# Generator To House?



## The Teke's

I have been searching all night and am at my wits end. 
When our house was built, I had the contractor install a Emergen switch (emergency back up power panel). 
I recently bought a generator for the camper and went with the Champion 4000/3500 one with the RV plug. Well, with a huge winter storm brewing I figured it was time to go get an extension cord to connect the two. On the house is a 4 prong locking plug. On the generator, it has three different plugs. One is an RV plug(3 prong) one is a regular 120v plug like whats on the wall of the house, and the last one is 120v three prong, kinda looks like whats on the cloths drier but smaller. They are all *female* ends. I went to the hardware store and got 10-4 wire and 2 different plugs. A 4 prong male to go into the house, and a 3 prong male travel trailer plug to go into the generator. Since you can tell I am expert when it comes to electrical







I figured I'd better do some research on how to hook up a 4 wire cord to a 3 plug switch and find out that there really isn't a whole lot of info out there to do this. I've read that a double male extension cord is a major no no. Why? 
If anyone out there could explain what I do with this extra wire it sure would make my life a whole lot simpler. And save me from telling the wife that we need to go out and buy a new honda generator just to run the house on.









Thanks
signed: Almost in the dark


----------



## Calvin&Hobbes

Hang in there- I'm sure someone will jump in with more knowledge than I......


----------



## CamperAndy

The double male cord is called a suicide cord due to having exposed metal ends that could be hot when disconnecting the cord. You have little choice but to use one but you can if you use some care. Ideally you would have a reccessed male plug on the house with an adjacent disconnect switch, not a female plug. Similar to the following link

Safe disconnect switch

The 4 hole connector plug on the house will be 240 vac and the 3 hole connector on the generator is 120 vac. You will only be able to power half the circuits in your house with that generator and no 240 vac appliances like dryer or stove.


----------



## hautevue

1. 240 at the house and 120 from the generator can lead to fun problems, like blowing out stuff. You have to wire it right, and the above writer was correct--your system will be screwy--you'll be putting 120 on one side of the 240 volt circuits, and I don't know what your air conditioner compressors will think about that. Air conditioners have crankcase heaters. If they are designed for 240 volts and you apply 120 to them, you might have created an expensive repair problem. New compressors, installed, run over $1000.
And the oven will not like it, either.

2. You have to have a cutoff at the main electrical panel when you want to put power into your home from a generator. The reason is that, electricity, being stupid, will flow through your inside lines to your main panel, and go backwards out through the meter and into the utility company's power lines.

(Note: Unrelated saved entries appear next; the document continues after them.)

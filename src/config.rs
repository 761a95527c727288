//! Command-line arguments.

use clap::Parser;
use std::path::PathBuf;

use crate::output::OutputFormat;
use crate::search::session::SessionOptions;

/// Search the Property table interactively.
#[derive(Parser, Debug)]
#[command(name = "property_search")]
#[command(author, version, about, long_about = None)]
pub struct Args {
    /// SQLite database holding the Property table
    #[arg(
        short = 'd',
        long = "database",
        env = "PROPERTY_DB",
        value_name = "PATH",
        default_value = "properties.sqlite3"
    )]
    pub database: PathBuf,

    /// SQL file applied before the session starts (creates the file if needed)
    #[arg(long = "schema", value_name = "SQL_FILE")]
    pub schema: Option<PathBuf>,

    /// Output format for search results
    #[arg(long = "format", value_enum, default_value = "table")]
    pub format: OutputFormat,

    /// Print each query before running it
    #[arg(long = "show-query")]
    pub show_query: bool,

    /// Verbosity (-v info, -vv debug, -vvv trace)
    #[arg(short = 'v', long = "verbose", action = clap::ArgAction::Count)]
    pub verbose: u8,
}

impl Args {
    pub fn session_options(&self) -> SessionOptions {
        SessionOptions {
            format: self.format,
            show_query: self.show_query,
        }
    }

    pub fn log_filter(&self) -> &'static str {
        match self.verbose {
            0 => "warn",
            1 => "info",
            2 => "debug",
            _ => "trace",
        }
    }
}
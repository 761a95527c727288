use rusqlite::{Connection, OpenFlags};
use std::fs;
use std::path::Path;

use crate::errors::{AppError, AppResult};

/// Owns the single SQLite connection used by a session.
///
/// Constructed once in `main` and passed down; nothing reaches it globally.
pub struct Database {
    conn: Connection,
}

impl Database {
    /// Opens an existing database file read-only.
    pub fn open(path: impl AsRef<Path>) -> AppResult<Self> {
        let path = path.as_ref();
        let conn = Connection::open_with_flags(
            path,
            OpenFlags::SQLITE_OPEN_READ_ONLY | OpenFlags::SQLITE_OPEN_NO_MUTEX,
        )
        .map_err(|e| AppError::Connect(format!("Open {} failed: {e}", path.display())))?;
        tracing::info!(path = %path.display(), "opened property database");
        Ok(Self { conn })
    }

    /// Opens the database file for writing, creating it when missing.
    pub fn open_or_create(path: impl AsRef<Path>) -> AppResult<Self> {
        let path = path.as_ref();
        let conn = Connection::open(path)
            .map_err(|e| AppError::Connect(format!("Open {} failed: {e}", path.display())))?;
        tracing::info!(path = %path.display(), "opened property database for writing");
        Ok(Self { conn })
    }

    #[cfg(test)]
    pub fn open_in_memory() -> AppResult<Self> {
        let conn = Connection::open_in_memory()
            .map_err(|e| AppError::Connect(format!("Open in-memory DB failed: {e}")))?;
        Ok(Self { conn })
    }

    /// Provides the connection to the closure.
    pub fn with_conn<F, T>(&self, f: F) -> AppResult<T>
    where
        F: FnOnce(&Connection) -> AppResult<T>,
    {
        f(&self.conn)
    }
}

/// Initialize database from a SQL schema file
pub fn init_db(db: &Database, schema_path: impl AsRef<Path>) -> AppResult<()> {
    let schema_path = schema_path.as_ref();
    let schema_sql = fs::read_to_string(schema_path).map_err(|e| {
        AppError::Schema(format!("Failed to read {}: {e}", schema_path.display()))
    })?;

    db.with_conn(|conn| {
        conn.execute_batch(&schema_sql)
            .map_err(|e| AppError::Schema(format!("Failed to apply schema: {e}")))
    })?;

    tracing::info!(path = %schema_path.display(), "database initialized from schema file");
    Ok(())
}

There the voltage will be stepped up at the nearest transformer, and you now will have about 1300 volts on the high line.

The utility repair men know that downstream of the break, is dead. Right? NO! You've made it hot and can kill someone.

So you absolutely, positively have to have a disconnect at the house to prevent backcircuits. Killing your main circuit breaker will work, but you have to be certain that you do that. The electrical code requires a switching device that can have either the utility company line power, or your generator power, feed the house, but not both. And it electrically separates the incoming line from the house panel when you flip the transfer switch. The code makes a lot of sense.

3. The reason for never having a male plug on an extension cord was stated above--those metal prongs become electrically hot. It's dangerous to fool around with that. One slip and zap. That's why the shore power cord from the TT has prongs: because the hot socket into which it's plugged is a socket. The TT shore power cable has no power in it when you're moving it around. The prongs are dead. They pick up power from inside the socket into which they are plugged. Thus the prongs are always hidden when "hot" or alive.

If you need a shore power extension cord, you plug your TT end into a female socket, and the male end of the extension cord now goes into the female socket, just as your regular TT shore power cable does.

You probably should rethink hooking your generator into that 240 volt outlet and hire an electrician. Better to be safe than regretting what happens.


----------



## jozway

Double check to make sure that last plug on the generator isnt 20 amp 240 volt. If it is that is the one you want to use. Im quessing it is.


----------



## johnp

I would double check the plug on the house it should be a recessed male four prong twistlock. That is what you would install with that type of transfer switch if not your electrician made a huge mistake. As jozway said you should also have at least one 20amp 120/240 4 wire twistlock. If you can't do it the right way please don't try to make it work. Yes I can tell you many ways to make it work none of which are legal or safe unless you do this everyday like a few of us.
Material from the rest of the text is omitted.